Washington Was Man of Firsts

Reprinted from The SPOTLIGHT, February 15, 1988
Exclusive to the Spotlight
by John Tiffany

He was a man of destiny. He was a small boy who drew animals and birds in the margins of his copybook. He was an adventurous and quick-learning youth, a vigorous and immensely vital soldier, a statesman whose resources of patience and conciliation were as vast as his vision. Many of George Washington’s experiences seem curiously fated. Time and time again he miraculously emerged unscathed from disease and battle in which others about him lost their lives.

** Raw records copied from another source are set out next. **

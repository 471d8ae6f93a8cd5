//! Ports to the stores and platforms surrounding the retrieval core.
//!
//! Implementations live in `buddybot-memory` (index, history, audit log) and
//! `buddybot-ingest` (platform sources). Tests implement them directly.

use async_trait::async_trait;

use crate::chat::Message;
use crate::document::{Document, ScoredDocument};
use crate::error::{SourceError, StoreError};
use crate::ingest::{LastLoadOutcome, LoadingAttempt, LoadingItem, VectorStoreLog};

/// Similarity search over the indexed chunks.
///
/// Results are sorted by ascending distance, and every result carries its
/// distance in `metadata["distance"]`.
#[async_trait]
pub trait SimilaritySearch: Send + Sync {
    async fn search(&self, query: &str) -> Result<Vec<ScoredDocument>, StoreError>;
}

/// The writable side of the vector index.
#[async_trait]
pub trait VectorIndex: Send + Sync {
    /// Backend name (e.g. "in_memory").
    fn name(&self) -> &str;

    /// Make the index contain exactly `chunks`, keyed by `metadata["doc_id"]`.
    ///
    /// Failures are reported through the returned log's `outcome`, never
    /// as an error, so that the ingestion run can still be audited.
    async fn sync(&self, chunks: Vec<Document>) -> VectorStoreLog;

    /// Number of indexed chunks.
    async fn len(&self) -> usize;
}

/// Turns texts into embedding vectors.
#[async_trait]
pub trait Embedder: Send + Sync {
    fn name(&self) -> &str;

    async fn embed(&self, texts: &[String]) -> Result<Vec<Vec<f32>>, StoreError>;
}

/// Persisted chat history.
#[async_trait]
pub trait MessageStore: Send + Sync {
    async fn save(&self, message: Message) -> Result<(), StoreError>;

    /// Page `page` (0 = newest) of `quantity` messages, oldest first.
    async fn recent(&self, quantity: usize, page: usize) -> Result<Vec<Message>, StoreError>;
}

/// Audit log of ingestion runs.
#[async_trait]
pub trait LoadLogStore: Send + Sync {
    async fn save_attempt(&self, attempt: &LoadingAttempt) -> Result<(), StoreError>;

    /// Outcome of the most recent run, if any run was recorded.
    async fn last_outcome(&self) -> Result<Option<LastLoadOutcome>, StoreError>;
}

/// One kind of content fetched from a collaboration platform.
#[async_trait]
pub trait PlatformSource: Send + Sync {
    fn item(&self) -> LoadingItem;

    async fn fetch(&self) -> Result<Vec<Document>, SourceError>;
}
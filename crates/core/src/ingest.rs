//! Ingestion audit types.
//!
//! Every ingestion run produces one [`LoadingAttempt`]: a log line per
//! platform fetch plus one for the vector-index sync.

use chrono::{DateTime, Utc};
use serde::{Deserialize, Serialize};

/// The kinds of content fetched from the collaboration platforms.
#[derive(Debug, Clone, Copy, PartialEq, Eq, Hash, Serialize, Deserialize)]
#[serde(rename_all = "snake_case")]
pub enum LoadingItem {
    #[serde(rename = "github_commits")]
    GitHubCommits,
    #[serde(rename = "github_files")]
    GitHubFiles,
    JiraIssues,
    ConfluencePages,
}

impl LoadingItem {
    pub const ALL: [LoadingItem; 4] = [
        LoadingItem::GitHubCommits,
        LoadingItem::GitHubFiles,
        LoadingItem::JiraIssues,
        LoadingItem::ConfluencePages,
    ];

    /// Human-readable label used in audit summaries.
    pub fn label(&self) -> &'static str {
        match self {
            LoadingItem::GitHubCommits => "GitHub Commits",
            LoadingItem::GitHubFiles => "GitHub Files",
            LoadingItem::JiraIssues => "Jira Issues",
            LoadingItem::ConfluencePages => "Confluence Pages",
        }
    }
}

impl std::fmt::Display for LoadingItem {
    fn fmt(&self, f: &mut std::fmt::Formatter<'_>) -> std::fmt::Result {
        f.write_str(self.label())
    }
}

/// Outcome of fetching one kind of item from its platform.
#[derive(Debug, Clone, PartialEq, Serialize, Deserialize)]
pub struct PlatformLog {
    pub item: LoadingItem,
    pub timestamp: DateTime<Utc>,
    pub outcome: bool,
}

impl PlatformLog {
    pub fn new(item: LoadingItem, outcome: bool) -> Self {
        Self {
            item,
            timestamp: Utc::now(),
            outcome,
        }
    }
}

/// Outcome of syncing a batch of chunks into the vector index.
#[derive(Debug, Clone, PartialEq, Serialize, Deserialize)]
pub struct VectorStoreLog {
    pub timestamp: DateTime<Utc>,
    pub outcome: bool,
    pub added: usize,
    pub modified: usize,
    pub deleted: usize,
}

impl VectorStoreLog {
    pub fn success(added: usize, modified: usize, deleted: usize) -> Self {
        Self {
            timestamp: Utc::now(),
            outcome: true,
            added,
            modified,
            deleted,
        }
    }

    pub fn failure() -> Self {
        Self {
            timestamp: Utc::now(),
            outcome: false,
            added: 0,
            modified: 0,
            deleted: 0,
        }
    }
}

/// A complete ingestion run.
#[derive(Debug, Clone, PartialEq, Serialize, Deserialize)]
pub struct LoadingAttempt {
    pub platform_logs: Vec<PlatformLog>,
    pub vector_store_log: VectorStoreLog,
    pub started_at: DateTime<Utc>,
    pub ended_at: DateTime<Utc>,
    pub outcome: bool,
}

impl LoadingAttempt {
    /// Assemble a run; it ends when the index sync ends and succeeds only if
    /// every platform fetch and the sync succeeded.
    pub fn new(
        platform_logs: Vec<PlatformLog>,
        vector_store_log: VectorStoreLog,
        started_at: DateTime<Utc>,
    ) -> Self {
        let outcome =
            platform_logs.iter().all(|log| log.outcome) && vector_store_log.outcome;
        Self {
            ended_at: vector_store_log.timestamp,
            platform_logs,
            vector_store_log,
            started_at,
            outcome,
        }
    }

    /// Multi-line report appended to the ingestion log.
    pub fn summary(&self) -> String {
        let items: Vec<&str> = self.platform_logs.iter().map(|l| l.item.label()).collect();
        format!(
            "=============================================\n\
             Vector index update attempt:\n\
             - Outcome: {}\n\
             - Items: {}\n\
             - Started: {}\n\
             - Ended: {}\n\
             - Added: {}\n\
             - Modified: {}\n\
             - Deleted: {}\n\
             =============================================\n",
            if self.outcome { "succeeded" } else { "failed" },
            items.join(", "),
            self.started_at.format("%Y/%m/%d %H:%M:%S"),
            self.ended_at.format("%Y/%m/%d %H:%M:%S"),
            self.vector_store_log.added,
            self.vector_store_log.modified,
            self.vector_store_log.deleted,
        )
    }
}

/// The outcome badge shown to chat users.
#[derive(Debug, Clone, PartialEq, Serialize, Deserialize)]
pub struct LastLoadOutcome {
    pub outcome: bool,
    pub ended_at: DateTime<Utc>,
}

impl From<&LoadingAttempt> for LastLoadOutcome {
    fn from(attempt: &LoadingAttempt) -> Self {
        Self {
            outcome: attempt.outcome,
            ended_at: attempt.ended_at,
        }
    }
}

The man who was to be “first in war, first in peace, and first in the hearts of his countrymen” was born on February 22, 1732, a fourth-generation Anglo-American and a member of Virginia’s landed gentry. In this bicentennial year of the U.S. Constitution, it is well to remember that without Washington there would surely never have been a ratified Constitution of the United States; indeed, there would almost certainly never have been a Constitution to ratify.

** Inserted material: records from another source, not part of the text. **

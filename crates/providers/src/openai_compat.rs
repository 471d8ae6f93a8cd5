//! OpenAI-compatible provider implementation.
//!
//! Works with OpenAI, Azure-style proxies, Ollama, vLLM and any endpoint
//! exposing `/chat/completions` and `/embeddings`.

use async_trait::async_trait;
use buddybot_core::error::ProviderError;
use buddybot_core::provider::*;
use serde::{Deserialize, Serialize};
use std::time::Duration;
use tracing::{debug, warn};

/// An OpenAI-compatible LLM provider.
pub struct OpenAiCompatProvider {
    name: String,
    base_url: String,
    api_key: String,
    client: reqwest::Client,
}

impl OpenAiCompatProvider {
    /// Create a new OpenAI-compatible provider with a 120s request timeout.
    pub fn new(
        name: impl Into<String>,
        base_url: impl Into<String>,
        api_key: impl Into<String>,
    ) -> Self {
        Self::with_timeout(name, base_url, api_key, Duration::from_secs(120))
    }

    pub fn with_timeout(
        name: impl Into<String>,
        base_url: impl Into<String>,
        api_key: impl Into<String>,
        timeout: Duration,
    ) -> Self {
        let client = reqwest::Client::builder()
            .timeout(timeout)
            .build()
            .unwrap_or_else(|e| {
                warn!(error = %e, "Falling back to default HTTP client");
                reqwest::Client::new()
            });

        Self {
            name: name.into(),
            base_url: base_url.into().trim_end_matches('/').to_string(),
            api_key: api_key.into(),
            client,
        }
    }

    /// Create an OpenAI provider (convenience constructor).
    pub fn openai(api_key: impl Into<String>) -> Self {
        Self::new("openai", "https://api.openai.com/v1", api_key)
    }

    /// Create an Ollama provider (convenience constructor).
    pub fn ollama(base_url: Option<&str>) -> Self {
        Self::new(
            "ollama",
            base_url.unwrap_or("http://localhost:11434/v1"),
            "ollama", // Ollama doesn't need a real key
        )
    }

    fn to_api_messages(messages: &[PromptMessage]) -> Vec<ApiMessage> {
        messages
            .iter()
            .map(|m| ApiMessage {
                role: match m.role {
                    Role::User => "user".into(),
                    Role::Assistant => "assistant".into(),
                    Role::System => "system".into(),
                },
                content: Some(m.content.clone()),
            })
            .collect()
    }

    async fn post_json(
        &self,
        path: &str,
        body: &serde_json::Value,
    ) -> Result<reqwest::Response, ProviderError> {
        let url = format!("{}/{}", self.base_url, path);

        let response = self
            .client
            .post(&url)
            .header("Authorization", format!("Bearer {}", self.api_key))
            .header("Content-Type", "application/json")
            .json(body)
            .send()
            .await
            .map_err(map_transport_error)?;

        let status = response.status().as_u16();

        if status == 429 {
            return Err(ProviderError::RateLimited {
                retry_after_secs: retry_after(&response).unwrap_or(5),
            });
        }

        if status == 401 || status == 403 {
            return Err(ProviderError::AuthenticationFailed(
                "Invalid API key or insufficient permissions".into(),
            ));
        }

        if status != 200 {
            let error_body = response.text().await.unwrap_or_default();
            warn!(status, body = %error_body, "Provider returned error");
            return Err(ProviderError::ApiError {
                status_code: status,
                message: error_body,
            });
        }

        Ok(response)
    }
}

fn map_transport_error(e: reqwest::Error) -> ProviderError {
    if e.is_timeout() {
        ProviderError::Timeout(e.to_string())
    } else {
        ProviderError::Network(e.to_string())
    }
}

fn retry_after(response: &reqwest::Response) -> Option<u64> {
    response
        .headers()
        .get("retry-after")?
        .to_str()
        .ok()?
        .parse()
        .ok()
}

#[async_trait]
impl Provider for OpenAiCompatProvider {
    fn name(&self) -> &str {
        &self.name
    }

    async fn complete(
        &self,
        request: ProviderRequest,
    ) -> std::result::Result<ProviderResponse, ProviderError> {
        let mut body = serde_json::json!({
            "model": request.model,
            "messages": Self::to_api_messages(&request.messages),
            "temperature": request.temperature,
            "stream": false,
        });

        if let Some(max_tokens) = request.max_tokens {
            body["max_tokens"] = serde_json::json!(max_tokens);
        }

        debug!(provider = %self.name, model = %request.model, "Sending completion request");

        let response = self.post_json("chat/completions", &body).await?;

        let api_response: ApiResponse =
            response.json().await.map_err(|e| ProviderError::ApiError {
                status_code: 200,
                message: format!("Failed to parse response: {e}"),
            })?;

        let choice =
            api_response
                .choices
                .into_iter()
                .next()
                .ok_or_else(|| ProviderError::ApiError {
                    status_code: 200,
                    message: "No choices in response".into(),
                })?;

        let usage = api_response.usage.map(|u| Usage {
            prompt_tokens: u.prompt_tokens,
            completion_tokens: u.completion_tokens,
            total_tokens: u.total_tokens,
        });

        Ok(ProviderResponse {
            content: choice.message.content.unwrap_or_default(),
            usage,
            model: api_response.model,
        })
    }

    async fn embed(
        &self,
        request: EmbeddingRequest,
    ) -> std::result::Result<EmbeddingResponse, ProviderError> {
        let body = serde_json::json!({
            "model": request.model,
            "input": request.inputs,
            "encoding_format": "float",
        });

        debug!(
            provider = %self.name,
            model = %request.model,
            count = request.inputs.len(),
            "Sending embedding request"
        );

        let response = self.post_json("embeddings", &body).await?;

        let api_resp: EmbeddingApiResponse =
            response.json().await.map_err(|e| ProviderError::ApiError {
                status_code: 200,
                message: format!("Failed to parse embedding response: {e}"),
            })?;

        let (model, embeddings) = api_resp.into_parts();
        if embeddings.len() != request.inputs.len() {
            return Err(ProviderError::ApiError {
                status_code: 200,
                message: format!(
                    "Expected {} embeddings, got {}",
                    request.inputs.len(),
                    embeddings.len()
                ),
            });
        }

        Ok(EmbeddingResponse { embeddings, model })
    }
}

// --- OpenAI API types (internal) ---

#[derive(Debug, Serialize, Deserialize)]
struct ApiMessage {
    role: String,
    #[serde(skip_serializing_if = "Option::is_none")]
    content: Option<String>,
}

#[derive(Debug, Deserialize)]
struct ApiResponse {
    model: String,
    choices: Vec<ApiChoice>,
    usage: Option<ApiUsage>,
}

#[derive(Debug, Deserialize)]
struct ApiChoice {
    message: ApiMessage,
}

#[derive(Debug, Deserialize)]
struct ApiUsage {
    prompt_tokens: u32,
    completion_tokens: u32,
    total_tokens: u32,
}

// --- Embedding API types ---

#[derive(Debug, Deserialize)]
struct EmbeddingApiResponse {
    data: Vec<EmbeddingData>,
    model: String,
}

#[derive(Debug, Deserialize)]
struct EmbeddingData {
    #[serde(default)]
    index: usize,
    embedding: Vec<f32>,
}

impl EmbeddingApiResponse {
    /// Embeddings in input order; the API tags each with its input index.
    fn into_parts(mut self) -> (String, Vec<Vec<f32>>) {
        self.data.sort_by_key(|d| d.index);
        let embeddings = self.data.into_iter().map(|d| d.embedding).collect();
        (self.model, embeddings)
    }
}

#[cfg(test)]
mod tests {
    use super::*;

    #[test]
    fn openai_constructor() {
        let provider = OpenAiCompatProvider::openai("sk-test");
        assert_eq!(provider.name(), "openai");
        assert!(provider.base_url.contains("api.openai.com"));
    }

    #[test]
    fn ollama_constructor() {
        let provider = OpenAiCompatProvider::ollama(None);
        assert_eq!(provider.name(), "ollama");
        assert!(provider.base_url.contains("localhost:11434"));
    }

    #[test]
    fn trailing_slash_is_trimmed() {
        let provider = OpenAiCompatProvider::new("custom", "http://llm.internal/v1/", "k");
        assert_eq!(provider.base_url, "http://llm.internal/v1");
    }

    #[test]
    fn message_conversion() {
        let messages = vec![PromptMessage::system("Be brief"), PromptMessage::user("Hello")];
        let api_messages = OpenAiCompatProvider::to_api_messages(&messages);
        assert_eq!(api_messages.len(), 2);
        assert_eq!(api_messages[0].role, "system");
        assert_eq!(api_messages[1].role, "user");
        assert_eq!(api_messages[1].content.as_deref(), Some("Hello"));
    }

    #[test]
    fn parse_completion_response() {
        let data = r#"{
            "model": "gpt-4o-2024-08-06",
            "choices": [{"message": {"role": "assistant", "content": "Hi there"}}],
            "usage": {"prompt_tokens": 10, "completion_tokens": 3, "total_tokens": 13}
        }"#;
        let parsed: ApiResponse = serde_json::from_str(data).unwrap();
        assert_eq!(parsed.model, "gpt-4o-2024-08-06");
        assert_eq!(parsed.choices[0].message.content.as_deref(), Some("Hi there"));
        assert_eq!(parsed.usage.unwrap().total_tokens, 13);
    }

    #[test]
    fn embeddings_are_reordered_by_index() {
        let data = r#"{
            "model": "text-embedding-3-small",
            "data": [
                {"index": 1, "embedding": [0.0, 1.0]},
                {"index": 0, "embedding": [1.0, 0.0]}
            ]
        }"#;
        let parsed: EmbeddingApiResponse = serde_json::from_str(data).unwrap();
        let (model, embeddings) = parsed.into_parts();
        assert_eq!(model, "text-embedding-3-small");
        assert_eq!(embeddings, vec![vec![1.0, 0.0], vec![0.0, 1.0]]);
    }

    #[tokio::test]
    async fn unreachable_endpoint_is_a_network_error() {
        let provider = OpenAiCompatProvider::with_timeout(
            "dead",
            "http://127.0.0.1:9",
            "k",
            Duration::from_secs(2),
        );
        let err = provider
            .complete(ProviderRequest {
                model: "m".into(),
                messages: vec![PromptMessage::user("hi")],
                temperature: 0.0,
                max_tokens: None,
            })
            .await
            .unwrap_err();
        assert!(matches!(
            err,
            ProviderError::Network(_) | ProviderError::Timeout(_)
        ));
    }
}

The great man had already shown keen interest in closer cooperation among the states when, in 1785, delegates from Virginia and Maryland met in Alexandria, Virginia for negotiations regarding the navigation of Chesapeake Bay and the Potomac River. Washington, who owned about 30,000 acres of Western lands, hoped that improved navigation of the Potomac would give easier access to the West for Americans.

This led to a convention at Annapolis, Maryland in September, 1786 to study the problems of interstate commerce in general- which in turn led to the Philadelphia conference of 1787 that created the U.S. Constitution.